原始链接: https://techcrunch.com/2024/08/26/anthropic-publishes-the-system-prompt-that-makes-claude-tick/

人工智能 (AI)，例如生成式预训练 Transformer-4 (GPT-4)，不具备类人智能或个性。相反，它们通过分析数据中的模式来预测可能的后续单词来生成文本。 OpenAI 和 Anthropic 等供应商使用“系统提示”来塑造这些人工智能模型的行为并指导他们的反应。
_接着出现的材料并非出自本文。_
// SPDX-License-Identifier: PolyForm-Noncommercial-1.0.0
// Copyright (c) 2025 Sylvex. All rights reserved.

//! Configuration error types for plcwire-config.

use plcwire_core::error::{BuildError, ConnectionError};
use std::path::PathBuf;
use thiserror::Error;

/// Configuration-related errors.
///
/// Covers address parsing, connection strings, and loading and validating
/// configuration files.
#[derive(Debug, Error)]
pub enum ConfigError {
    /// Failed to parse configuration file.
    #[error("Failed to parse config file '{path}': {message}")]
    Parse {
        /// Path to the configuration file.
        path: PathBuf,
        /// Error message.
        message: String,
    },

    /// Configuration validation failed.
    #[error("Validation failed for '{field}': {message}")]
    Validation {
        /// The field that failed validation.
        field: String,
        /// Error message.
        message: String,
    },

    /// File I/O error.
    #[error("Failed to read config file '{path}': {source}")]
    Io {
        /// Path to the file.
        path: PathBuf,
        /// Underlying I/O error.
        #[source]
        source: std::io::Error,
    },

    /// File not found.
    #[error("File not found: {path}")]
    FileNotFound {
        /// The path that was not found.
        path: PathBuf,
    },

    /// Invalid address format.
    #[error("Invalid address format '{address}': {message}")]
    InvalidAddress {
        /// The invalid address string.
        address: String,
        /// Error message.
        message: String,
    },

    /// Invalid connection string.
    #[error("Invalid connection '{name}': {source}")]
    InvalidConnection {
        /// Name of the connection entry.
        name: String,
        /// Underlying connection error.
        #[source]
        source: ConnectionError,
    },

    /// Duplicate connection name.
    #[error("Duplicate connection name: {name}")]
    DuplicateConnection {
        /// The duplicated name.
        name: String,
    },

    /// Invalid environment variable value.
    #[error("Invalid environment variable value for '{name}': {message}")]
    InvalidEnvVar {
        /// The environment variable name.
        name: String,
        /// Error message.
        message: String,
    },

    /// Unsupported configuration format.
    #[error("Unsupported configuration format: {format}")]
    UnsupportedFormat {
        /// The unsupported format.
        format: String,
    },

    /// Serialization error.
    #[error("Serialization error: {message}")]
    Serialization {
        /// Error message.
        message: String,
    },
}

impl ConfigError {
    /// Creates a parse error.
    pub fn parse(path: impl Into<PathBuf>, message: impl Into<String>) -> Self {
        Self::Parse {
            path: path.into(),
            message: message.into(),
        }
    }

    /// Creates a validation error.
    pub fn validation(field: impl Into<String>, message: impl Into<String>) -> Self {
        Self::Validation {
            field: field.into(),
            message: message.into(),
        }
    }

    /// Creates an I/O error.
    pub fn io(path: impl Into<PathBuf>, source: std::io::Error) -> Self {
        Self::Io {
            path: path.into(),
            source,
        }
    }

    /// Creates a file not found error.
    pub fn file_not_found(path: impl Into<PathBuf>) -> Self {
        Self::FileNotFound { path: path.into() }
    }

    /// Creates an invalid address error.
    pub fn invalid_address(address: impl Into<String>, message: impl Into<String>) -> Self {
        Self::InvalidAddress {
            address: address.into(),
            message: message.into(),
        }
    }

    /// Creates an invalid environment variable error.
    pub fn invalid_env_var(name: impl Into<String>, message: impl Into<String>) -> Self {
        Self::InvalidEnvVar {
            name: name.into(),
            message: message.into(),
        }
    }

    /// Creates an unsupported format error.
    pub fn unsupported_format(format: impl Into<String>) -> Self {
        Self::UnsupportedFormat {
            format: format.into(),
        }
    }

    /// Creates a serialization error.
    pub fn serialization(message: impl Into<String>) -> Self {
        Self::Serialization {
            message: message.into(),
        }
    }

    /// Returns the error type as a string for logging.
    pub fn error_type(&self) -> &'static str {
        match self {
            ConfigError::Parse { .. } => "parse",
            ConfigError::Validation { .. } => "validation",
            ConfigError::Io { .. } => "io",
            ConfigError::FileNotFound { .. } => "file_not_found",
            ConfigError::InvalidAddress { .. } => "invalid_address",
            ConfigError::InvalidConnection { .. } => "invalid_connection",
            ConfigError::DuplicateConnection { .. } => "duplicate_connection",
            ConfigError::InvalidEnvVar { .. } => "invalid_env_var",
            ConfigError::UnsupportedFormat { .. } => "unsupported_format",
            ConfigError::Serialization { .. } => "serialization",
        }
    }
}

impl From<ConfigError> for BuildError {
    fn from(err: ConfigError) -> Self {
        match err {
            ConfigError::InvalidAddress { address, message } => {
                BuildError::InvalidAddress { address, message }
            }
            other => BuildError::invalid_address("", other.to_string()),
        }
    }
}

/// Result type for configuration operations.
pub type ConfigResult<T> = Result<T, ConfigError>;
这些提示可能会详细说明特定的特征和界限，例如，指定礼貌但避免道歉，或限制能力，例如不打开 URL 或识别面孔。系统提示通常是保密的，可能是出于竞争问题以及保持对人工智能行为的控制。然而，Anthropic 最近通过 Claude iOS 和 Android 应用程序以及在线透露了其三款最新型号的系统提示 - Claude 3 Opus、Claude 3.5 Sonnet 和 Claude 3 Haiku。随着 Anthropic 完善和调整其系统提示，这种走向透明的举措可能会成为标准做法。 7 月 12 日的系统提示澄清了限制：例如，克劳德无法打开 URL 或执行面部识别。此外，提示定义了某些特征和特征，鼓励模型体现求知欲，参与各种主题的讨论，谨慎处理敏感主题，并避免以“当然”或“绝对”等强烈肯定来开始回答。这种人工编写的角色分析让人联想到人工智能仅仅作为满足用户对话需求的工具，而不是独立的实体。然而，如果没有明确的人类指导，这些模型基本上仍然不成形，而是根据预定义的指令运行。随着 Anthropic 发布详细的系统提示变化（这对于重要的人工智能提供商来说是一个新颖的步骤），它为提高行业透明度树立了先例，并对其他人施加了披露类似信息的竞争压力。这一战略是否会成功还有待观察。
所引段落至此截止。